RECORDED INFORMATION:
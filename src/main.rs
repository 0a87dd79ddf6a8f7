//! Main entry point for the seqsero_stats application.
//!
//! Post-processes SeqSero serotyping output for Salmonella validation runs:
//! 1. Extracting serotype calls from per-sample SeqSero reports into a table.
//! 2. Scoring those calls against a reference panel of known serotypes
//!    (TP/TN/FP/FN, accuracy, sensitivity, precision, specificity).
//! 3. Tabulating the scores across coverage levels.
//! 4. Working out how many reads to subsample for a target coverage.

// Modules defined within the project
mod cli;
mod coverage;
mod io;
mod pipeline;
mod reference;
mod stats;
use cli::{run_cli, Cli};

// External Crate Imports
use anyhow::Result;
use clap::Parser;

/// Main function: parses arguments and runs the requested command.
fn main() -> Result<()> {
    // Initialize logger
    env_logger::init();

    // Parse command line arguments
    let cli = Cli::parse();

    // Run CLI
    run_cli(cli)?;

    Ok(())
}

WHAT TO WORK ON: The whole listing above needs to be written out exactly.

REPLY TO THE EXERCISE:
filename src/main.rs
repository 0a87dd79ddf6a8f7
//! Main entry point for the seqsero_stats application.
//!
//! Post-processes SeqSero serotyping output for Salmonella validation runs:
//! 1. Extracting serotype calls from per-sample SeqSero reports into a table.
//! 2. Scoring those calls against a reference panel of known serotypes
//!    (TP/TN/FP/FN, accuracy, sensitivity, precision, specificity).
//! 3. Tabulating the scores across coverage levels.
//! 4. Working out how many reads to subsample for a target coverage.

// Modules defined within the project
mod cli;
mod coverage;
mod io;
mod pipeline;
mod reference;
mod stats;
use cli::{run_cli, Cli};

// External Crate Imports
use anyhow::Result;
use clap::Parser;

/// Main function: parses arguments and runs the requested command.
fn main() -> Result<()> {
    // Initialize logger
    env_logger::init();

    // Parse command line arguments
    let cli = Cli::parse();

    // Run CLI
    run_cli(cli)?;

    Ok(())
}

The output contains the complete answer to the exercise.